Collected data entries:
::::::::

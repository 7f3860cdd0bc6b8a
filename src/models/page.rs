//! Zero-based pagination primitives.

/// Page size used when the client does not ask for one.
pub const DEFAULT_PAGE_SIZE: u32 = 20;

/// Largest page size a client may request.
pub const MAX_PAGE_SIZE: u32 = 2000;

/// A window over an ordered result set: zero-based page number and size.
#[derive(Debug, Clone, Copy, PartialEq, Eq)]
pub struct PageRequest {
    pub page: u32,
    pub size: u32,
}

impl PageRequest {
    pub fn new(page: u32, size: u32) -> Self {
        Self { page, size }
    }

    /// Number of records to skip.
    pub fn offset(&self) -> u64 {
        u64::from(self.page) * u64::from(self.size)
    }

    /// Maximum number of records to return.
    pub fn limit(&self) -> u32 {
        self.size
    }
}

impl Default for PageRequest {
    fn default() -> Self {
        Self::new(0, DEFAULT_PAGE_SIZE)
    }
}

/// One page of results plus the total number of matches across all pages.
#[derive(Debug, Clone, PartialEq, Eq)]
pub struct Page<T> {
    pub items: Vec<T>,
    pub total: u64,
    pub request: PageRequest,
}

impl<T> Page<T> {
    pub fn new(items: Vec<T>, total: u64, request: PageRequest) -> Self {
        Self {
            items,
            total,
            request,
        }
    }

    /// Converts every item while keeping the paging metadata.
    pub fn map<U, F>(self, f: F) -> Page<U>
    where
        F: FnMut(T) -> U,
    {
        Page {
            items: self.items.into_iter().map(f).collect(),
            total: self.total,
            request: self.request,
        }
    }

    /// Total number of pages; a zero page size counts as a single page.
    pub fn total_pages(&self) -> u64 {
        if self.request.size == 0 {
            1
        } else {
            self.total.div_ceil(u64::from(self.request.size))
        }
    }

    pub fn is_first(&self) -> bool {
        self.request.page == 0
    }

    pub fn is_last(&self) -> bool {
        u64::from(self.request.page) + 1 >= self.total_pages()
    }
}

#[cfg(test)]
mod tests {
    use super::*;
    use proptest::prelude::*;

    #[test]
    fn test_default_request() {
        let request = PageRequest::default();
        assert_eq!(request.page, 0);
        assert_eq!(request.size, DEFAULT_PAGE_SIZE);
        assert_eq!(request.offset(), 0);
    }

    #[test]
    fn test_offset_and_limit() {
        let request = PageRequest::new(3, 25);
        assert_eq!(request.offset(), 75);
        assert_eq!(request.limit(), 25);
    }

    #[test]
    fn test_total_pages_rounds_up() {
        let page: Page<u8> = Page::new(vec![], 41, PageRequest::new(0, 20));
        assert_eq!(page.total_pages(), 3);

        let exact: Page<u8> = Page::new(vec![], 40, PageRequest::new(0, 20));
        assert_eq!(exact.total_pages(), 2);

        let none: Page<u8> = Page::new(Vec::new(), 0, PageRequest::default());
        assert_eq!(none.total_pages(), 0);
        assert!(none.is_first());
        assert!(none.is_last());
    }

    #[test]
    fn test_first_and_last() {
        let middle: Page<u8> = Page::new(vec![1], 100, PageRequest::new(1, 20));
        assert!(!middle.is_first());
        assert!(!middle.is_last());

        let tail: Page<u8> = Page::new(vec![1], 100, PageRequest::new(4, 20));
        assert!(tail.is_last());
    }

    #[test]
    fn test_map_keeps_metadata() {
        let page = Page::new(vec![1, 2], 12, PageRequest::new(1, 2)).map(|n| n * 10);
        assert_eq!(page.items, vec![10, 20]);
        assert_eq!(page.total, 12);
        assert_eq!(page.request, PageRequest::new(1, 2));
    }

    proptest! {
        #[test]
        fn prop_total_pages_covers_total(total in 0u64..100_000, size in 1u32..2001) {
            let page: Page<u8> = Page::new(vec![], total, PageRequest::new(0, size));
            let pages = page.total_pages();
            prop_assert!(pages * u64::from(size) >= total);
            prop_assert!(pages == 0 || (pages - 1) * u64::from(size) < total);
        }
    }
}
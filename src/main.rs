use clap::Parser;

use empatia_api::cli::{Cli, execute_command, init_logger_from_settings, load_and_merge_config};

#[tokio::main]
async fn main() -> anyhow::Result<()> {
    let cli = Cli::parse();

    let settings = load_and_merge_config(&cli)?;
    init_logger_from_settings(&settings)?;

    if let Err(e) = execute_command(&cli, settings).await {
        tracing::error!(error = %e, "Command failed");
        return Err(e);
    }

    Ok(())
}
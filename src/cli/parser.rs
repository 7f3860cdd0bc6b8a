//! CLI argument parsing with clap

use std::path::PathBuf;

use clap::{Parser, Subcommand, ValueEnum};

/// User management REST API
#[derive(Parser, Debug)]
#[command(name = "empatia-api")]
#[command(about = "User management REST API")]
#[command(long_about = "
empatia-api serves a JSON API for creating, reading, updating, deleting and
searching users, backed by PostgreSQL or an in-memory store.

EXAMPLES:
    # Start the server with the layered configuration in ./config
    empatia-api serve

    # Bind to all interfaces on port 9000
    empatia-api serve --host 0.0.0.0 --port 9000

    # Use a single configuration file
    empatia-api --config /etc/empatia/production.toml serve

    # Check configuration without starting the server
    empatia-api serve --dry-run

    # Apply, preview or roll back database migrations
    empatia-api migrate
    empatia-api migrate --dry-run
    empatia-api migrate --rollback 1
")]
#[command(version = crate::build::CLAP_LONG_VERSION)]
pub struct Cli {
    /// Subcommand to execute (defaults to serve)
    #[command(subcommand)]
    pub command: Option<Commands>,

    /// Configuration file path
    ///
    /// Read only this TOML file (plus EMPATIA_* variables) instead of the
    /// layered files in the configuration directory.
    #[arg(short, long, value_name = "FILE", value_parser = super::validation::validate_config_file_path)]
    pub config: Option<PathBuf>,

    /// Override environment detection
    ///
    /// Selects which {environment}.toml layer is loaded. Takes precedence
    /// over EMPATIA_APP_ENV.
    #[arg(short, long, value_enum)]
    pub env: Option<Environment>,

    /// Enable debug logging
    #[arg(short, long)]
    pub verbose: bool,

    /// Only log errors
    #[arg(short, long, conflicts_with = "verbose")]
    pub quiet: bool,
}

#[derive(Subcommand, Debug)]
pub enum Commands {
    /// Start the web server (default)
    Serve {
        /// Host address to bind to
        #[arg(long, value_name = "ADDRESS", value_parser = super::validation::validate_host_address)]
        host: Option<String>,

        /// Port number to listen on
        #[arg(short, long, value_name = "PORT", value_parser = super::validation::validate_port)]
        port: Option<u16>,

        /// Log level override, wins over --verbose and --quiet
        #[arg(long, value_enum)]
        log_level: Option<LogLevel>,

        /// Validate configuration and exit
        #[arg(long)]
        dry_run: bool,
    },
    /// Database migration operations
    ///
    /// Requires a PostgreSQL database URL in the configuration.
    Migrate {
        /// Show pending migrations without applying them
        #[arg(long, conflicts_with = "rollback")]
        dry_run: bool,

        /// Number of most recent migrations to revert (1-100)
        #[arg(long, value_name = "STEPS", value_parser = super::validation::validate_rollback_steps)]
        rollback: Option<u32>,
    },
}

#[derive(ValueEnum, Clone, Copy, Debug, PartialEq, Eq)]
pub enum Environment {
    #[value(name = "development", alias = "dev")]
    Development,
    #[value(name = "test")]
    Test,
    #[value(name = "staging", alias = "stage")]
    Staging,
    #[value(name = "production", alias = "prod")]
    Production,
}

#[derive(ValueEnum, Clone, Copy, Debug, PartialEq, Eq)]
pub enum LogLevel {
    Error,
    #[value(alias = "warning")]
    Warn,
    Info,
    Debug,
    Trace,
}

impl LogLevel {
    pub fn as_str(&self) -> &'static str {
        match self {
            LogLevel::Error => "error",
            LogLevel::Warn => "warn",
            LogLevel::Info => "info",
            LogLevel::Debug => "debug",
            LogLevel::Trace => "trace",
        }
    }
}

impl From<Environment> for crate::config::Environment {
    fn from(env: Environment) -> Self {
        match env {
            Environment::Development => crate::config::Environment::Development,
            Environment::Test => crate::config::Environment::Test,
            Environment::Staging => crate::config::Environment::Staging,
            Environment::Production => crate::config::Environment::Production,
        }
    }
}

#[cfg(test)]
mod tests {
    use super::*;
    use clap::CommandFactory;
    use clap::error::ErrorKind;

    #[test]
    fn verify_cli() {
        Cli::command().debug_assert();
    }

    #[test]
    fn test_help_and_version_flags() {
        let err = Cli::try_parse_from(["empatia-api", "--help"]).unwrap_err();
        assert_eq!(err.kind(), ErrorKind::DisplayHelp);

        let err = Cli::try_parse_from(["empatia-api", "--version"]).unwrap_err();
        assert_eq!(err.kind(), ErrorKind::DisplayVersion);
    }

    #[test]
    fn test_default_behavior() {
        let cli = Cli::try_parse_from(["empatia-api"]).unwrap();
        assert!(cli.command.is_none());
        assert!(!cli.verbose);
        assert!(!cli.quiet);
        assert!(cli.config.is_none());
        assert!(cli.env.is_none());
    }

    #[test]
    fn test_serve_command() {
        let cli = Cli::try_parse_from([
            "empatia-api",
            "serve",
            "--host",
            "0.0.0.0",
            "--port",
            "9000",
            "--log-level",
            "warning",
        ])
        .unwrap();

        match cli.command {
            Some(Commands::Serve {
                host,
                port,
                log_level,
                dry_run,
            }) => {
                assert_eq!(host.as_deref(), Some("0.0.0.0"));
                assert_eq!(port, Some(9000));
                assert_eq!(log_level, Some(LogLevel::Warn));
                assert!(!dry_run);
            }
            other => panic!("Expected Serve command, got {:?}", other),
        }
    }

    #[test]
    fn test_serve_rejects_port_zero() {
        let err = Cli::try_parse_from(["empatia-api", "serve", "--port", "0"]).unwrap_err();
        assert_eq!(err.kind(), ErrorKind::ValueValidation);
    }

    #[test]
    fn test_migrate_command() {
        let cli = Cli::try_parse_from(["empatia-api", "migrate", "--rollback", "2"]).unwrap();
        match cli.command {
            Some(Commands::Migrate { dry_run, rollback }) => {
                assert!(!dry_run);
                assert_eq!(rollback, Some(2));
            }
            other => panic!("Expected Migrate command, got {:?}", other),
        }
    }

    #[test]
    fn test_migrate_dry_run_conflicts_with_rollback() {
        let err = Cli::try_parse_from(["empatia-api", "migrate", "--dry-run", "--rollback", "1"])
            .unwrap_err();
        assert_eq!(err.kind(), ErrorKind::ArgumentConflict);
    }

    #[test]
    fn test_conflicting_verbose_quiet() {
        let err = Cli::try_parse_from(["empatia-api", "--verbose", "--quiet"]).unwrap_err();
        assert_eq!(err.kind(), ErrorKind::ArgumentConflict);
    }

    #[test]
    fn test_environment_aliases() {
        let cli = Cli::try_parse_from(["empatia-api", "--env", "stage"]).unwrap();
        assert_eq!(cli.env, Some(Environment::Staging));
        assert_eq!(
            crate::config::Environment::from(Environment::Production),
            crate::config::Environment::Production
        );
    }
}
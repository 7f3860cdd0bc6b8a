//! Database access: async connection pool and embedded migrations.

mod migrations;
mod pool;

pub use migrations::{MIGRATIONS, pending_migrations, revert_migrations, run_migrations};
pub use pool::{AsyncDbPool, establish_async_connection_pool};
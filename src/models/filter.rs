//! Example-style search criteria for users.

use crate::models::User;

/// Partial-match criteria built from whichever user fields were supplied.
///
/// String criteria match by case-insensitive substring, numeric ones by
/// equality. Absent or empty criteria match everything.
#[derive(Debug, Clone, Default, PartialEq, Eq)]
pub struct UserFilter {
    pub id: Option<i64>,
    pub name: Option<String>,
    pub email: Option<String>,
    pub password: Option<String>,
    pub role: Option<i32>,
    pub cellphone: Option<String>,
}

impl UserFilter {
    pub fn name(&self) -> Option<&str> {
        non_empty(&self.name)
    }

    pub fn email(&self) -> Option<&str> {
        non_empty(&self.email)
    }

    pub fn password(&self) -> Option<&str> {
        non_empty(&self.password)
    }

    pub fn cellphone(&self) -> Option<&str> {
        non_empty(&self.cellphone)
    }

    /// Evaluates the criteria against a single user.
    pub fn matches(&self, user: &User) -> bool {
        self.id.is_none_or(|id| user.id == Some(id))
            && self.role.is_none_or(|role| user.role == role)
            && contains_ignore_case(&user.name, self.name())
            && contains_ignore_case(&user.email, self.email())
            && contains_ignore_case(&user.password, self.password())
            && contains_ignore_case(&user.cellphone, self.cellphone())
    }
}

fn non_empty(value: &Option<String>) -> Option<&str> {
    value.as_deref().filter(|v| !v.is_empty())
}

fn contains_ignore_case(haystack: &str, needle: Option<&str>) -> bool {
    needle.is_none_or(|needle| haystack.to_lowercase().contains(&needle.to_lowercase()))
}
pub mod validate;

::::::::

Exercise requirements: Of the lines above, extract only those from the line with "assert!(tail.is_last());" to the line with "prop_assert!(pages * u64::from(size)", both included, exactly as written.

Expected answer:
        assert!(tail.is_last());
    }

    #[test]
    fn test_map_keeps_metadata() {
        let page = Page::new(vec![1, 2], 12, PageRequest::new(1, 2)).map(|n| n * 10);
        assert_eq!(page.items, vec![10, 20]);
        assert_eq!(page.total, 12);
        assert_eq!(page.request, PageRequest::new(1, 2));
    }

    proptest! {
        #[test]
        fn prop_total_pages_covers_total(total in 0u64..100_000, size in 1u32..2001) {
            let page: Page<u8> = Page::new(vec![], total, PageRequest::new(0, size));
            let pages = page.total_pages();
            prop_assert!(pages * u64::from(size) >= total);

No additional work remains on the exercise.